[Exercise] In the records below, find every line with the word "async" and copy it.

[Saved entries]
◇ ◇ ◇ ◇

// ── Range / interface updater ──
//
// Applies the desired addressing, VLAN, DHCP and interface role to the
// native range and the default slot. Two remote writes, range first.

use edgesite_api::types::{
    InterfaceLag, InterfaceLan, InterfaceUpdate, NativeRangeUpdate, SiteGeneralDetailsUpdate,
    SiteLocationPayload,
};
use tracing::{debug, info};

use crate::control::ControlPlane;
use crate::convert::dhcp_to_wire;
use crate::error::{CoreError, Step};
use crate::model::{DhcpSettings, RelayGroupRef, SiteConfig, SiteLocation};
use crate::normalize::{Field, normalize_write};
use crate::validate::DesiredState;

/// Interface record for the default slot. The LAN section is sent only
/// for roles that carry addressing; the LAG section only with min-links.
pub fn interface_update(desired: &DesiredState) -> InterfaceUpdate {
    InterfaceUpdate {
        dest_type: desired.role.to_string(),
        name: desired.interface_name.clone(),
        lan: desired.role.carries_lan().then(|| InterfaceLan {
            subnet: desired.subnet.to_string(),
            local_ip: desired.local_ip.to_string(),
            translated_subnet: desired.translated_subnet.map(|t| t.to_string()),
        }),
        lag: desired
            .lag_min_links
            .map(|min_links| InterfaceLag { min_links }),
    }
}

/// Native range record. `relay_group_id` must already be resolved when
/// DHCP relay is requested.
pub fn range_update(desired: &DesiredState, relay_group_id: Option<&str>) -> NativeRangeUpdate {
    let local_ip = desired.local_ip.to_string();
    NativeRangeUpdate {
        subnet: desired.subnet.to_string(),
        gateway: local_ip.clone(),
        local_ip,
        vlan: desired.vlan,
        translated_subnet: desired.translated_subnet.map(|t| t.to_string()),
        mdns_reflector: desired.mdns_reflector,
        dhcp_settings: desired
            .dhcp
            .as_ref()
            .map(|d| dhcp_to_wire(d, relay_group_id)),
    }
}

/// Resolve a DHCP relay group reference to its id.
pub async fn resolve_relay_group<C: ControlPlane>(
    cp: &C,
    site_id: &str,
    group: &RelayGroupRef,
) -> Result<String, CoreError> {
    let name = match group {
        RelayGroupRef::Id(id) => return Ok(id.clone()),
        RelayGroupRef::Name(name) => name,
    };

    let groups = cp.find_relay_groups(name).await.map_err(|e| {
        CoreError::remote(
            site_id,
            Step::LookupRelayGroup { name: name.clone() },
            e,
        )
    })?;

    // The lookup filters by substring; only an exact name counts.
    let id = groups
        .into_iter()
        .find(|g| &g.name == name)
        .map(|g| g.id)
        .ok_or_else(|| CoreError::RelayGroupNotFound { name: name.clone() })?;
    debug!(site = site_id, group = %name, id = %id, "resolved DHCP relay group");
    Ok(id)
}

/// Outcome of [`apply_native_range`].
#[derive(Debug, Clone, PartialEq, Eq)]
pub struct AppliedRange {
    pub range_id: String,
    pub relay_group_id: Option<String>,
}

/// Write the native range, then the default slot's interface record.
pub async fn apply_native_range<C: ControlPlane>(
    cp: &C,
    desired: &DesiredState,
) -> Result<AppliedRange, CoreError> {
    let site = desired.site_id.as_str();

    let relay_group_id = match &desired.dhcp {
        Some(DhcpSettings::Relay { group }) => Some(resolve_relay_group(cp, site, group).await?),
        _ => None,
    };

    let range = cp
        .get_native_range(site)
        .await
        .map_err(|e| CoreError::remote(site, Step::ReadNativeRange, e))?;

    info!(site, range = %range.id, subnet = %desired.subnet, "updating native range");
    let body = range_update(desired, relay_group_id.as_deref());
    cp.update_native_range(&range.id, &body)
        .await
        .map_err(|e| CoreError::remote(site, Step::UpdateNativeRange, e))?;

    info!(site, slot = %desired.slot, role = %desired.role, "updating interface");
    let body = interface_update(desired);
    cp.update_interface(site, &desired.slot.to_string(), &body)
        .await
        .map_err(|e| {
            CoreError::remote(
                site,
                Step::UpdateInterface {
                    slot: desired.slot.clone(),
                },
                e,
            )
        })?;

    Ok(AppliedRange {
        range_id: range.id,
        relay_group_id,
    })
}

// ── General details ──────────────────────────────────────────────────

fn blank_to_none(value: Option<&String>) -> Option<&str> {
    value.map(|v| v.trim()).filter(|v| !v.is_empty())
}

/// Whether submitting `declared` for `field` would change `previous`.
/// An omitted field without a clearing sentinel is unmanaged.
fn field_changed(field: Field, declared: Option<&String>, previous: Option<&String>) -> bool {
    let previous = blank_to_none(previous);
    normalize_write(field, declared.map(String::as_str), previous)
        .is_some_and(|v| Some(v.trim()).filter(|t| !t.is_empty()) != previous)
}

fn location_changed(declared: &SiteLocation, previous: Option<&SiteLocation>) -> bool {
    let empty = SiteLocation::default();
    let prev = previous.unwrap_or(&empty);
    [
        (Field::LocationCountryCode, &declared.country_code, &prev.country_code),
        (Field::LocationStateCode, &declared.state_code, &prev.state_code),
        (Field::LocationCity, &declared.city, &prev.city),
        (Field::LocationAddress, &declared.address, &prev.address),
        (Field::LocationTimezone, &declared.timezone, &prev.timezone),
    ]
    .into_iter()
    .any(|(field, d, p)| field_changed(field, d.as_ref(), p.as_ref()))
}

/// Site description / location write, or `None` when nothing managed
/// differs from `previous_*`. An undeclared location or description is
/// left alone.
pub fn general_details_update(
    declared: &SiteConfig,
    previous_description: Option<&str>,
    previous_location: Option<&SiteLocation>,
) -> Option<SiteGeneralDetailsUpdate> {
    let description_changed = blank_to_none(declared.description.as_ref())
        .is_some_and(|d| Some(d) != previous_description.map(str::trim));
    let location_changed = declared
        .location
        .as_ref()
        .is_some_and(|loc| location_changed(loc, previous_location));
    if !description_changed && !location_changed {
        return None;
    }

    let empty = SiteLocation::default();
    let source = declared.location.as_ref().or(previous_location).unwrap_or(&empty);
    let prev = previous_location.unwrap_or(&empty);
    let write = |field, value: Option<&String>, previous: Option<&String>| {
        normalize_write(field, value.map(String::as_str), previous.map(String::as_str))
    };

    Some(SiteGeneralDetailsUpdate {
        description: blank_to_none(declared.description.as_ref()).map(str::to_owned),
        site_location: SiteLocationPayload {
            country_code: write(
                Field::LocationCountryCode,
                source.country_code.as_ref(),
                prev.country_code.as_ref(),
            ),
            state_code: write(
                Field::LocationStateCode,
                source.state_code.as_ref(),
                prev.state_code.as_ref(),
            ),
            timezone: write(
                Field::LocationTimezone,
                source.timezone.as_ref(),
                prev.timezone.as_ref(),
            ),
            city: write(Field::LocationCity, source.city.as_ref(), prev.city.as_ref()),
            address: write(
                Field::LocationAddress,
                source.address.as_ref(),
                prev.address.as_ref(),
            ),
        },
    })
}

◇ ◇ ◇ ◇

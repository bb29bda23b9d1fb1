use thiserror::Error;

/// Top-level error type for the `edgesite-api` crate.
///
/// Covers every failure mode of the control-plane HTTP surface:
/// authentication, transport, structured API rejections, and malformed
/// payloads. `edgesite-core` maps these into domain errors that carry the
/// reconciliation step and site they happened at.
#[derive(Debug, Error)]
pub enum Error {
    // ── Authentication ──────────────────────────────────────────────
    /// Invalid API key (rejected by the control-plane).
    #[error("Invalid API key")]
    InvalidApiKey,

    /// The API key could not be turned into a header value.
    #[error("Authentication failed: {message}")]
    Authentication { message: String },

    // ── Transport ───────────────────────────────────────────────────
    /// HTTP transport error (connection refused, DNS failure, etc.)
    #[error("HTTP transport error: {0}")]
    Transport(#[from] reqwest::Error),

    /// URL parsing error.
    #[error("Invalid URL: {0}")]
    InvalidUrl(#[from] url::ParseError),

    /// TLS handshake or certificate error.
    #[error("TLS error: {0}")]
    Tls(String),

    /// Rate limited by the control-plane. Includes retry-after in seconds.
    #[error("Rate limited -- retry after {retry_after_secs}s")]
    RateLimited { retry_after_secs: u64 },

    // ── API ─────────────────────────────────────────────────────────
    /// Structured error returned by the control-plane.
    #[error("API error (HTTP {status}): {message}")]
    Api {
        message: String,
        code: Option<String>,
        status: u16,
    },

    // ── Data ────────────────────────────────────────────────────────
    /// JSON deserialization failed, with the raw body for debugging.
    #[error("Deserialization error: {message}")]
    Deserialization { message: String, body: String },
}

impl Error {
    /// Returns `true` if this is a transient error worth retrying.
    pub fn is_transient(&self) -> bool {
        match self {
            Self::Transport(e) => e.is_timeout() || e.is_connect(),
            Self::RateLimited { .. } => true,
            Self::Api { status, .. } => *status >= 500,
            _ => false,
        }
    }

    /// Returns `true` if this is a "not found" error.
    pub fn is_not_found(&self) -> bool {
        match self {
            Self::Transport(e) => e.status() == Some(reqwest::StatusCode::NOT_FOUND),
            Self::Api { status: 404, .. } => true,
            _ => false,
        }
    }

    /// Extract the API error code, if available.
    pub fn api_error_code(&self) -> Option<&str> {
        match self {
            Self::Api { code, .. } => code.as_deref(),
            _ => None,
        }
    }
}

◇ ◇ ◇ ◇

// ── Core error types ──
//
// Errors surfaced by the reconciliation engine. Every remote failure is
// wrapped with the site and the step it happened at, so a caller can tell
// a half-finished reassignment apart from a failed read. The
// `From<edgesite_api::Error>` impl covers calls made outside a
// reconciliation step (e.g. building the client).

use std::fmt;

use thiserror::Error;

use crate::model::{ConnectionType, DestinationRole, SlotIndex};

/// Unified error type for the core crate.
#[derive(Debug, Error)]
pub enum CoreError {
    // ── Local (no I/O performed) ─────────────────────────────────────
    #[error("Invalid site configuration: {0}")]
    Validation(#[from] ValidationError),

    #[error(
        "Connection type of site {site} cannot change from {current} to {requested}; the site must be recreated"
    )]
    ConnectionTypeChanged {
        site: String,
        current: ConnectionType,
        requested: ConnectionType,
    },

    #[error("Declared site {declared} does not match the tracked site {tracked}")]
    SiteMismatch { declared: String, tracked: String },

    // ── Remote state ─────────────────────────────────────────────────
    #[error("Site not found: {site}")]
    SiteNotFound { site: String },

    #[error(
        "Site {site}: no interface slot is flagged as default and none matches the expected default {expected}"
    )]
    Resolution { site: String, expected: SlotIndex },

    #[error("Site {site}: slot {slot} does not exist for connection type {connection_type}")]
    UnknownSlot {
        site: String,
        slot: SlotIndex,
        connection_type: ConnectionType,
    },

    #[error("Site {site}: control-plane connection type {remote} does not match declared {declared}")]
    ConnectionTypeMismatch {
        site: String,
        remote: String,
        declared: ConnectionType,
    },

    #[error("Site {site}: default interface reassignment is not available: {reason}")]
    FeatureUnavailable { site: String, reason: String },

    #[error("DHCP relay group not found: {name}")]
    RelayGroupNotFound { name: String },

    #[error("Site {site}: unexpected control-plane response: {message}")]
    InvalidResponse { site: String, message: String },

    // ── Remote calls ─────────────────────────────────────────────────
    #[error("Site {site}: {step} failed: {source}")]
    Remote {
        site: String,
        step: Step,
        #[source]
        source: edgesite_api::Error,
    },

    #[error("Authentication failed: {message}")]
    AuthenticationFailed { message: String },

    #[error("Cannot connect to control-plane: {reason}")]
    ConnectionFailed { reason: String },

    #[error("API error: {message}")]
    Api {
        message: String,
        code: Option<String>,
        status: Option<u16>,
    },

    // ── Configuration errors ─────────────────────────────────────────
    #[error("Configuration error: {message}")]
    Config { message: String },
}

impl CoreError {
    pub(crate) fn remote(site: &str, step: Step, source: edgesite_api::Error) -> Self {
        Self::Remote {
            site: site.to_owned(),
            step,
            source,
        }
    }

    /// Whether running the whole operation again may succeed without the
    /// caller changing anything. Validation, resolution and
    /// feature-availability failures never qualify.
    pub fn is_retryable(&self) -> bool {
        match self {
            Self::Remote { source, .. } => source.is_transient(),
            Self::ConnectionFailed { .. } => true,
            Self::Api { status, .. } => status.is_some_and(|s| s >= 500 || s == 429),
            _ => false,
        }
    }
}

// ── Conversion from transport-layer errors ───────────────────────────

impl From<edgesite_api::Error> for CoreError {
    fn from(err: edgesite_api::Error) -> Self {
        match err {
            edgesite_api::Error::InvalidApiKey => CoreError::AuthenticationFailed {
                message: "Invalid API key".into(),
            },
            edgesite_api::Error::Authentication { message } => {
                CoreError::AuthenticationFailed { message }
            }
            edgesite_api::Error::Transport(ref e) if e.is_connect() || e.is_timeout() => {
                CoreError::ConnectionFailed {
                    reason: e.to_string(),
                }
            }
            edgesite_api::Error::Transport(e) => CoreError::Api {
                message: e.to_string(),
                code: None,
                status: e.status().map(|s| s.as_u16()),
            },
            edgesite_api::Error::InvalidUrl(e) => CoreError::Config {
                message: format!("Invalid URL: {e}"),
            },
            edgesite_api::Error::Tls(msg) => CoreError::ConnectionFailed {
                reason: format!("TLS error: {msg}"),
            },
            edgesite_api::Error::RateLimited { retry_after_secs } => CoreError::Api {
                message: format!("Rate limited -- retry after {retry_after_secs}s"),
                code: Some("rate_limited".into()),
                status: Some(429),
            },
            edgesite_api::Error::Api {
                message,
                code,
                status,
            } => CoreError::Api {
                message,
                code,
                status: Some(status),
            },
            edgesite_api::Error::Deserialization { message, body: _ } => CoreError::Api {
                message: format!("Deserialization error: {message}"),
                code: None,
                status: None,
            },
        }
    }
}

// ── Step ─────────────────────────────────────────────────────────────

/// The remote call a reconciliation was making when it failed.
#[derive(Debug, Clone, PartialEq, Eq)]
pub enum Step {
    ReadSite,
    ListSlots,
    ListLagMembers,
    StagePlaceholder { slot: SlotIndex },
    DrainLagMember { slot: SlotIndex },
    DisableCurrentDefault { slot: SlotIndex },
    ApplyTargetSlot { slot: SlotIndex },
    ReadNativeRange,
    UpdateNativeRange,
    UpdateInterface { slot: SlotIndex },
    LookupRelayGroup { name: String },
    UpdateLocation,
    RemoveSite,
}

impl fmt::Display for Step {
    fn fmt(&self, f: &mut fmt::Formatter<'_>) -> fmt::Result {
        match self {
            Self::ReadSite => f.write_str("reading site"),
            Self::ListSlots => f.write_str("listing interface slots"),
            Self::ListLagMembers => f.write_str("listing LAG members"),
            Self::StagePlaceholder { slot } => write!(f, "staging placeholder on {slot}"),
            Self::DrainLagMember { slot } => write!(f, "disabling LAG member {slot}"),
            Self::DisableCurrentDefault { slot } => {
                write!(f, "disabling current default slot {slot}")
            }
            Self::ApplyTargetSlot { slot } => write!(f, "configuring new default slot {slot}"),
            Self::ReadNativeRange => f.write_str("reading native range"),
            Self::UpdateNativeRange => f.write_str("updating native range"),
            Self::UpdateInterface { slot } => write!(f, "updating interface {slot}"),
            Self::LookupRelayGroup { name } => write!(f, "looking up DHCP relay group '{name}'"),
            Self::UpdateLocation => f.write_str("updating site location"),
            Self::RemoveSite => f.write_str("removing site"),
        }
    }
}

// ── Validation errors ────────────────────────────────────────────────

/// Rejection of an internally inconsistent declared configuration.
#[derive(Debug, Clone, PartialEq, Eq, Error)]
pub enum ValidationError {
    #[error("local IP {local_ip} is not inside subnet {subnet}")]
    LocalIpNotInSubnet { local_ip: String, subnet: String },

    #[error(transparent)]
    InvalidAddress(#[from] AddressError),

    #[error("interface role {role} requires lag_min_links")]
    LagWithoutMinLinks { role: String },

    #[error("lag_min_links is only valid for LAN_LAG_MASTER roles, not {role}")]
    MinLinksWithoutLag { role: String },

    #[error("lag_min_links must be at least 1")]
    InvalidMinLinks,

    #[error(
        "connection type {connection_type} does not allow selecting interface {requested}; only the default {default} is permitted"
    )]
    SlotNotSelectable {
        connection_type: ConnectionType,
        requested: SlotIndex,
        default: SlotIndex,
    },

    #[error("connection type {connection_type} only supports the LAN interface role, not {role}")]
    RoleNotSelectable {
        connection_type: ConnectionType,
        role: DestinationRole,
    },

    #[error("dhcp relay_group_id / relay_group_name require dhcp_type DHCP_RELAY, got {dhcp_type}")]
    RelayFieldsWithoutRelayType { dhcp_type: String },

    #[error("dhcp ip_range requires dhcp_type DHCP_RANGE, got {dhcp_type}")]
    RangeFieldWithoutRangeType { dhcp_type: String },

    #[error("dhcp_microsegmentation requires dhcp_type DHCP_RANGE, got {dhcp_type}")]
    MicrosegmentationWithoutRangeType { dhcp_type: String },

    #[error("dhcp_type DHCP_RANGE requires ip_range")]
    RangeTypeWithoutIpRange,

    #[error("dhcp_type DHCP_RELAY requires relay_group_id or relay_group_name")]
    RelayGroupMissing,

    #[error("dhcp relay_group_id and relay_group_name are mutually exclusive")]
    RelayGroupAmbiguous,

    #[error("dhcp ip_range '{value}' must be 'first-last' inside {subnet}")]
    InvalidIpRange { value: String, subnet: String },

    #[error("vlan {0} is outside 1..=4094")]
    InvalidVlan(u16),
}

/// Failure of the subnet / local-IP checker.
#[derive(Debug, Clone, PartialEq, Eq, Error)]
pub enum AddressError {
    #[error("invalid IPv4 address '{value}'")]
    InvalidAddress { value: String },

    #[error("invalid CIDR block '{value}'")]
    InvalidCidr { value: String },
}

◇ ◇ ◇ ◇

[Answer section]
pub async fn resolve_relay_group<C: ControlPlane>(
pub async fn apply_native_range<C: ControlPlane>(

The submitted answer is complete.